The process was successful using the cobalt oxide oxidizing agent activator at a load of 0,0247 g/cm 2 in combination with PMS as the oxidizing agent. A maximum COD removal of 73% was achieved, corresponding to a 2425 mg/L breakdown of COD. Figure 9 shows a graphical representation of the COD removal achieved for the poultry waste feed at the various concentrations of oxidizing agent, with a constant oxidizing agent activator (Co 3 O 4 ) loading of 0,0247 g/cm 2 .

As can be seen from Figure 9, the presence of oxidizing agent activator increases the colour change by 35 % at an oxidizing agent concentration of 3 g/L PMS, and by 50 % at a concentration of 4 g/L PMS. The 1 g/L increase in PMS (from 3 g/L to 4 g/L) increased the colour change by 15%. The turbidity is also decreased by 85 % at a 4 g/L PMS concentration and by 40 % for a 3 g/L PMS concentration.

Table 2 below represents the chemical analysis done on the waste feed and treated poultry effiuent.
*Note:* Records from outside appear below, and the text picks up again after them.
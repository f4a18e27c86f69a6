//! The time keeper: one state machine per folded world.
//!
//! A keeper stretches or compresses daylight and darkness by holding the
//! world clock at fixed points and letting it run in measured stretches:
//!
//! - While a phase still has whole repetitions left, the clock is pinned to
//!   the phase start and allowed to run one full phase length.
//! - A fractional remainder pins the clock part way into the phase so that
//!   exactly the remaining fraction plays out before the boundary.
//! - Once a phase is exhausted, sunset (or sunrise) plays out naturally and
//!   the opposite phase begins with its configured repetition count, re-read
//!   from the configuration at that moment.
//!
//! Every scheduled callback lands on one of two clock values: the start of
//! the held phase or its natural end. Anything else means another authority
//! moved the clock, and the keeper resynchronizes from the live value. The
//! check is a heuristic: an external write that happens to produce one of
//! the two expected values goes unnoticed. A callback delivered late lands
//! past both values too, so the host's jitter causes a resync just like an
//! external write does.
//!
//! All methods take the clock and scheduler by `&mut`, so the
//! read-modify-reschedule sequence is one critical section per call. A
//! multithreaded host must keep that property by locking per world.

use timefold_types::{
    CYCLE_LENGTH, DAY_DURATION, DAY_START, DayTime, HeldPhase, NIGHT_DURATION, NIGHT_START,
    SUNRISE_START, SUNSET_START, WorldId, WorldInfo, WorldTime,
};
use tracing::{debug, info, warn};

use crate::clock::CycleClock;
use crate::config::FoldConfig;
use crate::scheduler::{Scheduler, TaskHandle};

/// Clock geometry of one held phase.
#[derive(Debug, Clone, Copy)]
struct PhaseSpan {
    /// Value the clock is pinned to while holding.
    start: u32,
    /// Natural end of the phase.
    end: u32,
    /// Ticks from `start` to `end`.
    duration: u32,
    /// Ticks from `end` to the start of the opposite phase.
    transition: u32,
}

impl PhaseSpan {
    const fn of(phase: HeldPhase) -> Self {
        match phase {
            HeldPhase::Day => Self {
                start: DAY_START,
                end: SUNSET_START,
                duration: DAY_DURATION,
                transition: NIGHT_START - SUNSET_START,
            },
            HeldPhase::Night => Self {
                start: NIGHT_START,
                end: SUNRISE_START,
                duration: NIGHT_DURATION,
                transition: (CYCLE_LENGTH - SUNRISE_START) + DAY_START,
            },
        }
    }

    /// Whether `time` is a value a scheduled callback may legitimately see.
    const fn expects(self, time: WorldTime) -> bool {
        time.ticks() == self.start || time.ticks() == self.end
    }
}

/// Ticks covered by a fraction of a phase, truncated.
#[allow(clippy::cast_possible_truncation, clippy::cast_sign_loss)]
fn partial_ticks(duration: u32, fraction: f64) -> u32 {
    // `fraction` is in (0, 1), so the product fits and is non-negative.
    (f64::from(duration) * fraction) as u32
}

/// Day/night folding state for one world.
#[derive(Debug)]
pub struct TimeKeeper {
    /// The world being folded.
    world: WorldInfo,
    /// The coarse phase currently being held.
    phase: HeldPhase,
    /// Whole and fractional phase lengths still to hold before switching.
    remaining: f64,
    /// The one outstanding callback, if any.
    pending: Option<TaskHandle>,
}

impl TimeKeeper {
    /// Create a keeper and synchronize it to the world's current clock.
    ///
    /// The first transition is scheduled to land on the next phase boundary
    /// so the world eases into the fold instead of jumping.
    pub fn start(
        world: WorldInfo,
        config: &FoldConfig,
        clock: &mut dyn CycleClock,
        scheduler: &mut dyn Scheduler,
    ) -> Self {
        let mut keeper = Self {
            world,
            phase: HeldPhase::Day,
            remaining: 0.0,
            pending: None,
        };
        keeper.synchronize(config, clock, scheduler);
        keeper
    }

    /// Run a scheduled callback.
    ///
    /// Handles other than the keeper's own pending task are ignored, so a
    /// callback that raced a cancellation can never run twice.
    pub fn fire(
        &mut self,
        handle: TaskHandle,
        config: &FoldConfig,
        clock: &mut dyn CycleClock,
        scheduler: &mut dyn Scheduler,
    ) {
        if self.pending != Some(handle) {
            debug!(world = self.world.name, ?handle, "Ignoring stale time keeper callback");
            return;
        }
        self.pending = None;

        let Some(now) = clock.time(self.world.id) else {
            warn!(world = self.world.name, "World clock unavailable, time keeper idle");
            return;
        };

        if !PhaseSpan::of(self.phase).expects(now) {
            info!(
                world = self.world.name,
                phase = ?self.phase,
                time = %now,
                "Detected a time change by a third party, restarting the time keeper"
            );
            self.synchronize(config, clock, scheduler);
            return;
        }

        self.hold(config, clock, scheduler);
    }

    /// Cancel the pending callback, if any. The clock stays where it was last
    /// pinned. Calling this more than once has no further effect.
    pub fn stop(&mut self, scheduler: &mut dyn Scheduler) {
        if let Some(handle) = self.pending.take() {
            scheduler.cancel(handle);
            debug!(world = self.world.name, "Time keeper stopped");
        }
    }

    /// The world this keeper folds.
    pub const fn world(&self) -> &WorldInfo {
        &self.world
    }

    /// Identity of the folded world.
    pub const fn world_id(&self) -> WorldId {
        self.world.id
    }

    /// The coarse phase currently held.
    pub const fn phase(&self) -> HeldPhase {
        self.phase
    }

    /// Phase lengths still to hold in the current phase.
    pub const fn remaining_repetitions(&self) -> f64 {
        self.remaining
    }

    /// The outstanding callback handle, if any.
    pub const fn pending_task(&self) -> Option<TaskHandle> {
        self.pending
    }

    /// Whether a callback is outstanding.
    pub const fn is_running(&self) -> bool {
        self.pending.is_some()
    }

    /// Four-way time of day from the live clock.
    pub fn day_time(&self, clock: &dyn CycleClock) -> Option<DayTime> {
        clock.time(self.world.id).map(WorldTime::day_time)
    }

    /// Whether the live clock shows a lit sky.
    pub fn is_day(&self, clock: &dyn CycleClock) -> Option<bool> {
        clock.time(self.world.id).map(WorldTime::is_day)
    }

    /// Pick the phase matching the live clock and aim the first callback at
    /// the next boundary, or hold right away when already inside a phase.
    fn synchronize(
        &mut self,
        config: &FoldConfig,
        clock: &mut dyn CycleClock,
        scheduler: &mut dyn Scheduler,
    ) {
        self.pending = None;
        let ratio = config.ratio(&self.world.name);

        if ratio.is_permanent_night() {
            self.phase = HeldPhase::Night;
            self.remaining = 0.0;
            self.hold(config, clock, scheduler);
            return;
        }
        if ratio.is_permanent_day() {
            self.phase = HeldPhase::Day;
            self.remaining = 0.0;
            self.hold(config, clock, scheduler);
            return;
        }

        let Some(now) = clock.time(self.world.id) else {
            warn!(world = self.world.name, "World clock unavailable, time keeper idle");
            return;
        };

        let (phase, wait_for) = match now.day_time() {
            DayTime::Sunrise => (HeldPhase::Day, Some(DAY_START)),
            DayTime::Day => (HeldPhase::Day, None),
            DayTime::Sunset => (HeldPhase::Night, Some(NIGHT_START)),
            DayTime::Night => (HeldPhase::Night, None),
        };
        self.phase = phase;
        self.remaining = ratio.repetitions(phase);

        debug!(
            world = self.world.name,
            time = %now,
            ?phase,
            remaining = self.remaining,
            "Time keeper synchronized"
        );

        match wait_for {
            Some(boundary) => self.reschedule(now.ticks_until(boundary), scheduler),
            None => self.hold(config, clock, scheduler),
        }
    }

    /// One hold/advance step for the current phase.
    fn hold(
        &mut self,
        config: &FoldConfig,
        clock: &mut dyn CycleClock,
        scheduler: &mut dyn Scheduler,
    ) {
        let span = PhaseSpan::of(self.phase);

        if self.remaining >= 1.0 {
            self.pin(span.start, clock);
            self.remaining -= 1.0;
            self.reschedule(u64::from(span.duration), scheduler);
        } else if self.remaining > 0.0 {
            let set_back = partial_ticks(span.duration, self.remaining);
            self.pin(span.end.saturating_sub(set_back), clock);
            self.remaining = 0.0;
            self.reschedule(u64::from(set_back), scheduler);
        } else {
            let next = self.phase.opposite();
            let repetitions = config.ratio(&self.world.name).repetitions(next);
            if repetitions <= 0.0 {
                // The opposite phase never comes: keep holding this one.
                self.pin(span.start, clock);
                self.remaining = 0.0;
                self.reschedule(u64::from(span.duration), scheduler);
            } else {
                self.phase = next;
                self.remaining = repetitions;
                debug!(world = self.world.name, phase = ?next, repetitions, "Phase switched");
                self.reschedule(u64::from(span.transition), scheduler);
            }
        }
    }

    fn pin(&self, ticks: u32, clock: &mut dyn CycleClock) {
        debug!(world = self.world.name, time = ticks, "Pinning clock");
        clock.set_time(self.world.id, WorldTime::from(ticks));
    }

    fn reschedule(&mut self, delay: u64, scheduler: &mut dyn Scheduler) {
        if let Some(stale) = self.pending.take() {
            scheduler.cancel(stale);
        }
        self.pending = Some(scheduler.schedule_after(delay, self.world.id));
    }
}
The sulfate and chlorine concentration is increased as the PMS concentration is increased.

Table 2: Chemical analysis of poultry effluent at 0,0247 g/cm 2 C0 3 O 4 and various concentrations of PMS

Comparative Example A: Model dye and textile effluent

The reaction between iron and hydrogen peroxide is known as the Fenton's reaction and is a well-known method for the breakdown of organic dye contaminants.

Iron oxide (Fe 2 O 3 ) and iron oxyhydroxide (β-FeOOH) was utilized as the oxidizing agent activator in combination with hydrogen peroxide as the oxidizing agent in a reactor setup similar to that used in the above described experiments. The degradation curve is represented below. A catalyst loading of 0,0247 g/cm 2 was used with 20 ml of 30 % hydrogen peroxide at 40 ml/min.

For the iron oxyhydroxide catalyst the methyl orange model dye was used and for the iron oxide, the industrial textile plant effluent was used. As can be seen from the Figure 10, the utilization of Fenton's reaction was ineffective compared to the method of the present invention. No degradation of the effluent occurred. One possible explanation for these results is that the reaction between the iron source and the hydrogen peroxide is not as rapid enough at the specific system parameters to produce the hydroxyl radicals required for the degradation of the dye.

This above description of some of the illustrative embodiments of the invention is to indicate how the invention can be made and carried out. Those of ordinary skill in the art will know that various details may be modified thereby arriving at further embodiments, but that many of these embodiments will remain within the scope of the invention.